Outstate Minnesota is a different situation. Rochester has a small but capable midwife community. Duluth has a handful of practitioners serving the northern lake country. St. Cloud and the Central Lakes region are served by midwives whose practices cover wide geographic areas.

For families in rural greater Minnesota, particularly in the Northwest, the Iron Range, or the southwestern farming communities, midwife access is genuinely limited. Some families in these areas drive to the Twin Cities for prenatal care and plan to have their midwife travel to them for the birth. Others work with the limited outstate providers. Know your options before you are in the third trimester.

If you are outside the Twin Cities: Contact midwives in your region at the earliest positive pregnancy test. Outstate availability is tight and fills quickly.
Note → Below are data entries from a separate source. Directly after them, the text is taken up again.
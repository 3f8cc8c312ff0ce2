pub mod backoff;
pub mod connection;

pub use backoff::{Backoff, BackoffPolicy};
pub use connection::ConnectionPhase;
//! # chatbridge-core
//!
//! Core library for the chat command bridge.
//!
//! This crate contains:
//! - **Wire types**: `OutboundMessage`, `InboundMessage` and the geometry they carry
//! - **Codec**: message builders and best-effort frame decoding
//! - **Command**: `CommandParser` recognising whitelisted `/verb args` lines
//! - **Network**: `BridgeClient`, a reconnecting WebSocket client with a send queue
//! - **State**: `ConnectionPhase` machine and reconnect `Backoff`
//! - **Session**: `SessionDriver` merging host events with the sampling clock
//! - **Host**: capability traits the embedding host implements
//! - **Error**: `BridgeError`, a typed, `thiserror`-based error hierarchy

pub mod codec;
pub mod command;
pub mod error;
pub mod host;
pub mod message;
pub mod network;
pub mod session;
pub mod state;

// ── Re-exports for ergonomic usage ───────────────────────────────

pub use command::{CommandParser, DEFAULT_COMMANDS, ParsedCommand};
pub use error::BridgeError;
pub use host::{Diagnostics, Host, HostEvent, TracingDiagnostics};
pub use message::{
    BlockPos, InboundMessage, OutboundMessage, PROTOCOL_VERSION, PlayerState, Position, Rotation,
};
pub use network::{BridgeClient, ClientConfig, DEFAULT_URL, MAX_FRAME_SIZE, Outbound};
pub use session::{SamplingClock, SessionConfig, SessionDriver, SessionEnd};
pub use state::{Backoff, BackoffPolicy, ConnectionPhase};
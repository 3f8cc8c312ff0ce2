//! Domain-specific error types for the bridge.
//!
//! Transport failures are recovered inside the client and only ever
//! logged; these types surface where a caller can act on them
//! (configuration, start-up) and inside the lifecycle loop.

use std::time::Duration;
use thiserror::Error;
use tokio_tungstenite::tungstenite;

/// The canonical error type for the bridge.
#[derive(Debug, Error)]
pub enum BridgeError {
    // ── Configuration Errors ─────────────────────────────────────
    /// The endpoint could not be turned into a WebSocket request.
    #[error("invalid endpoint {url}: {reason}")]
    InvalidEndpoint { url: String, reason: String },

    /// A configuration value is out of range or malformed.
    #[error("invalid configuration: {0}")]
    Config(String),

    // ── Transport Errors ─────────────────────────────────────────
    /// The WebSocket layer reported an error (connect, read or write).
    #[error("websocket error: {0}")]
    WebSocket(#[from] Box<tungstenite::Error>),

    /// The underlying I/O layer reported an error.
    #[error("io error: {0}")]
    Io(#[from] std::io::Error),

    /// The send queue was closed unexpectedly.
    #[error("channel closed")]
    ChannelClosed,

    /// An operation exceeded its deadline.
    #[error("timeout after {0:?}")]
    Timeout(Duration),

    // ── Serialization Errors ─────────────────────────────────────
    /// Encoding an outbound message failed.
    #[error("encoding error: {0}")]
    Encoding(#[from] serde_json::Error),

    // ── State Errors ─────────────────────────────────────────────
    /// A connection phase transition was attempted from the wrong phase.
    #[error("invalid phase transition: cannot {action} from {from}")]
    InvalidTransition { action: &'static str, from: String },
}

// ── Convenient From implementations ──────────────────────────────

impl From<tungstenite::Error> for BridgeError {
    fn from(e: tungstenite::Error) -> Self {
        BridgeError::WebSocket(Box::new(e))
    }
}

impl<T> From<tokio::sync::mpsc::error::SendError<T>> for BridgeError {
    fn from(_: tokio::sync::mpsc::error::SendError<T>) -> Self {
        BridgeError::ChannelClosed
    }
}
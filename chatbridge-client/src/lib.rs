//! # chatbridge-client: console front end for the chat command bridge
//!
//! Reads outgoing chat lines from stdin, forwards whitelisted `/verb`
//! commands and periodic player state to the control process over a
//! reconnecting WebSocket, and prints everything else back as normal
//! chat.

pub mod config;
pub mod console;
use std::fmt;

use geo::{LineString, MultiLineString, Point, Polygon};

/// The geometry kinds this tool understands. Anything else in the input is
/// skipped (and reported) at load time, so downstream code can match
/// exhaustively on these four.
#[derive(Debug, Clone, Copy, PartialEq, Eq, Hash)]
pub enum GeometryKind {
    Point,
    LineString,
    Polygon,
    MultiLineString,
}

impl GeometryKind {
    pub const ALL: [GeometryKind; 4] = [
        GeometryKind::Point,
        GeometryKind::LineString,
        GeometryKind::Polygon,
        GeometryKind::MultiLineString,
    ];

    pub fn name(self) -> &'static str {
        match self {
            GeometryKind::Point => "Point",
            GeometryKind::LineString => "LineString",
            GeometryKind::Polygon => "Polygon",
            GeometryKind::MultiLineString => "MultiLineString",
        }
    }
}

impl fmt::Display for GeometryKind {
    fn fmt(&self, f: &mut fmt::Formatter<'_>) -> fmt::Result {
        f.write_str(self.name())
    }
}

/// Coordinate payload of one feature, restricted to the supported kinds.
#[derive(Debug, Clone)]
pub enum FeatureGeometry {
    Point(Point<f64>),
    LineString(LineString<f64>),
    Polygon(Polygon<f64>),
    MultiLineString(MultiLineString<f64>),
}

impl FeatureGeometry {
    pub fn kind(&self) -> GeometryKind {
        match self {
            FeatureGeometry::Point(_) => GeometryKind::Point,
            FeatureGeometry::LineString(_) => GeometryKind::LineString,
            FeatureGeometry::Polygon(_) => GeometryKind::Polygon,
            FeatureGeometry::MultiLineString(_) => GeometryKind::MultiLineString,
        }
    }
}

/// One entry of the input collection. `index` is the position in the
/// original file, so reports stay meaningful even after skips.
#[derive(Debug, Clone)]
pub struct Feature {
    pub index: usize,
    pub geometry: FeatureGeometry,
}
VBAC in Minnesota: what you need to know

Planned home VBAC is practiced by some Minnesota midwives and not others. This reflects a professional judgment about whether a given midwife's experience and proximity to hospital care are appropriate for the specific risks involved in uterine rupture at a cesarean scar.

Rupture occurs in roughly 0.5 to 1 percent of planned VBACs. The risk is low but the timeline is short. A midwife who attends home VBACs has made a specific clinical judgment that she has the training and response capacity to manage that scenario from your home. That judgment deserves interrogation.
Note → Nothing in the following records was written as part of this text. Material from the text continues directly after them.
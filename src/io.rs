//! GeoJSON reading and writing.

use std::fmt;
use std::fs::File;
use std::io::BufReader;
use std::path::Path;

use geo::{Coord, LineString, MultiLineString, Point, Polygon};
use geojson::{
    Feature as GeoJsonFeature, FeatureCollection, GeoJson, Geometry as GeoJsonGeometry,
    Value as GeoJsonValue,
};

use crate::error::{Error, Result};
use crate::feature::{Feature, FeatureGeometry};
use crate::region::Region;

/// Why a feature was left out of the run. These are data, not errors: a
/// skipped feature is counted and reported while the rest keep loading.
#[derive(Debug, Clone, PartialEq, Eq)]
pub enum SkipReason {
    UnsupportedKind(&'static str),
    Malformed(String),
}

impl fmt::Display for SkipReason {
    fn fmt(&self, f: &mut fmt::Formatter<'_>) -> fmt::Result {
        match self {
            SkipReason::UnsupportedKind(kind) => write!(f, "unsupported geometry kind {kind}"),
            SkipReason::Malformed(detail) => write!(f, "malformed geometry: {detail}"),
        }
    }
}

#[derive(Debug, Clone)]
pub struct Skipped {
    pub index: usize,
    pub reason: SkipReason,
}

#[derive(Debug, Clone)]
pub struct LoadOutcome {
    pub features: Vec<Feature>,
    pub skipped: Vec<Skipped>,
    /// Feature count of the input file, including skipped entries.
    pub total: usize,
}

pub fn load_features(path: &Path) -> Result<LoadOutcome> {
    println!("Loading file: {}", path.display());
    let file = File::open(path)?;
    let reader = BufReader::new(file);
    let geojson = GeoJson::from_reader(reader)?;
    let outcome = collect_features(geojson)?;
    println!(
        "Loaded {} of {} features ({} skipped)",
        outcome.features.len(),
        outcome.total,
        outcome.skipped.len()
    );
    Ok(outcome)
}

pub fn collect_features(geojson: GeoJson) -> Result<LoadOutcome> {
    let collection = match geojson {
        GeoJson::FeatureCollection(fc) => fc,
        _ => return Err(Error::NotAFeatureCollection),
    };

    let total = collection.features.len();
    let mut features = Vec::with_capacity(total);
    let mut skipped = Vec::new();

    for (index, feature) in collection.features.into_iter().enumerate() {
        match feature.geometry {
            Some(geometry) => match convert_geometry(geometry.value) {
                Ok(geometry) => features.push(Feature { index, geometry }),
                Err(reason) => skipped.push(Skipped { index, reason }),
            },
            None => skipped.push(Skipped {
                index,
                reason: SkipReason::Malformed("missing geometry".to_string()),
            }),
        }
    }

    Ok(LoadOutcome {
        features,
        skipped,
        total,
    })
}

fn convert_geometry(value: GeoJsonValue) -> std::result::Result<FeatureGeometry, SkipReason> {
    match value {
        GeoJsonValue::Point(pos) => {
            let coord = position(&pos)?;
            Ok(FeatureGeometry::Point(Point::from(coord)))
        }
        GeoJsonValue::LineString(positions) => {
            Ok(FeatureGeometry::LineString(line_from(&positions)?))
        }
        GeoJsonValue::Polygon(rings) => {
            if rings.is_empty() {
                return Err(SkipReason::Malformed("polygon has no rings".to_string()));
            }
            let exterior = ring_from(&rings[0])?;
            let holes = rings[1..]
                .iter()
                .map(|ring| ring_from(ring))
                .collect::<std::result::Result<Vec<_>, _>>()?;
            Ok(FeatureGeometry::Polygon(Polygon::new(exterior, holes)))
        }
        GeoJsonValue::MultiLineString(lines) => {
            if lines.is_empty() {
                return Err(SkipReason::Malformed(
                    "multi line string has no components".to_string(),
                ));
            }
            let lines = lines
                .iter()
                .map(|line| line_from(line))
                .collect::<std::result::Result<Vec<_>, _>>()?;
            Ok(FeatureGeometry::MultiLineString(MultiLineString::new(lines)))
        }
        GeoJsonValue::MultiPoint(_) => Err(SkipReason::UnsupportedKind("MultiPoint")),
        GeoJsonValue::MultiPolygon(_) => Err(SkipReason::UnsupportedKind("MultiPolygon")),
        GeoJsonValue::GeometryCollection(_) => {
            Err(SkipReason::UnsupportedKind("GeometryCollection"))
        }
    }
}

fn position(pos: &[f64]) -> std::result::Result<Coord<f64>, SkipReason> {
    if pos.len() < 2 {
        return Err(SkipReason::Malformed(format!(
            "position has {} values, need 2",
            pos.len()
        )));
    }
    Ok(Coord {
        x: pos[0],
        y: pos[1],
    })
}

fn line_from(positions: &[Vec<f64>]) -> std::result::Result<LineString<f64>, SkipReason> {
    if positions.len() < 2 {
        return Err(SkipReason::Malformed(format!(
            "line string has {} positions, need at least 2",
            positions.len()
        )));
    }
    let coords = positions
        .iter()
        .map(|pos| position(pos))
        .collect::<std::result::Result<Vec<_>, _>>()?;
    Ok(LineString::new(coords))
}

fn ring_from(positions: &[Vec<f64>]) -> std::result::Result<LineString<f64>, SkipReason> {
    if positions.len() < 3 {
        return Err(SkipReason::Malformed(format!(
            "ring has {} positions, need at least 3",
            positions.len()
        )));
    }
    let mut coords = positions
        .iter()
        .map(|pos| position(pos))
        .collect::<std::result::Result<Vec<_>, _>>()?;
    // Tolerate unclosed rings in the input
    if coords.first() != coords.last() {
        coords.push(coords[0]);
    }
    Ok(LineString::new(coords))
}

/// Write the kept features plus the region ring to a GeoJSON file. Each
/// feature carries its original index as a property; the region feature is
/// tagged with `"role": "region"`.
pub fn write_features(path: &Path, features: &[&Feature], region: &Region) -> Result<()> {
    let mut out: Vec<GeoJsonFeature> = features
        .iter()
        .map(|feature| {
            let mut properties = serde_json::Map::new();
            properties.insert(
                "index".to_string(),
                serde_json::Value::from(feature.index as u64),
            );
            GeoJsonFeature {
                bbox: None,
                geometry: Some(to_geojson_geometry(&feature.geometry)),
                id: None,
                properties: Some(properties),
                foreign_members: None,
            }
        })
        .collect();

    let mut region_properties = serde_json::Map::new();
    region_properties.insert(
        "role".to_string(),
        serde_json::Value::from("region".to_string()),
    );
    out.push(GeoJsonFeature {
        bbox: None,
        geometry: Some(GeoJsonGeometry::new(GeoJsonValue::Polygon(vec![
            line_positions(region.polygon().exterior()),
        ]))),
        id: None,
        properties: Some(region_properties),
        foreign_members: None,
    });

    let collection = FeatureCollection {
        bbox: None,
        features: out,
        foreign_members: None,
    };

    let file = File::create(path)?;
    serde_json::to_writer_pretty(file, &collection)?;
    Ok(())
}

fn to_geojson_geometry(geometry: &FeatureGeometry) -> GeoJsonGeometry {
    match geometry {
        FeatureGeometry::Point(point) => {
            GeoJsonGeometry::new(GeoJsonValue::Point(vec![point.x(), point.y()]))
        }
        FeatureGeometry::LineString(line) => {
            GeoJsonGeometry::new(GeoJsonValue::LineString(line_positions(line)))
        }
        FeatureGeometry::Polygon(polygon) => {
            let mut rings = vec![line_positions(polygon.exterior())];
            rings.extend(polygon.interiors().iter().map(line_positions));
            GeoJsonGeometry::new(GeoJsonValue::Polygon(rings))
        }
        FeatureGeometry::MultiLineString(lines) => GeoJsonGeometry::new(
            GeoJsonValue::MultiLineString(lines.0.iter().map(line_positions).collect()),
        ),
    }
}

fn line_positions(line: &LineString<f64>) -> Vec<Vec<f64>> {
    line.points().map(|p| vec![p.x(), p.y()]).collect()
}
Ask any VBAC midwife: How many VBACs have you attended out of hospital? What is your step-by-step protocol for suspected uterine rupture? Which hospital are we transferring to and what is the drive time from my address? What criteria do you use to accept or decline a VBAC candidate? Have you managed a uterine rupture in an out-of-hospital setting?

The last question is uncomfortable. Ask it. A midwife with genuine VBAC experience gives a direct answer.

Ask your midwife
  • How many home VBACs have you attended, and what is your protocol if I show signs of uterine rupture?
  • What are your specific exclusion criteria for VBAC candidates?

Transfer hospitals: know before you need to

The majority of transfers from planned Minnesota home births are non-emergencies: labor not progressing on expected timeline, a request for pain medication, exhaustion in a long labor. These are calm, planned handoffs. Your midwife calls ahead, accompanies you, and introduces you to the receiving team.

In the Twin Cities, Hennepin Healthcare (formerly Hennepin County Medical Center) in Minneapolis and Regions Hospital in St. Paul are the most common receiving hospitals for home birth transfers from midwives practicing on each respective side of the metro. Some midwives in the southern and western suburbs use Park Nicollet Methodist Hospital or Abbott Northwestern. Know which hospital your specific midwife uses and whether she has an established relationship with the staff there.

A warm clinical handoff to a team that knows your midwife is a different experience than arriving as an unknown patient. It is worth asking about and worth factoring into your choice of provider.

For families in Duluth, St. Mary's Medical Center is the primary receiving facility. In Rochester, Mayo Clinic's Saint Marys Hospital handles most transfers from planned home births in that region.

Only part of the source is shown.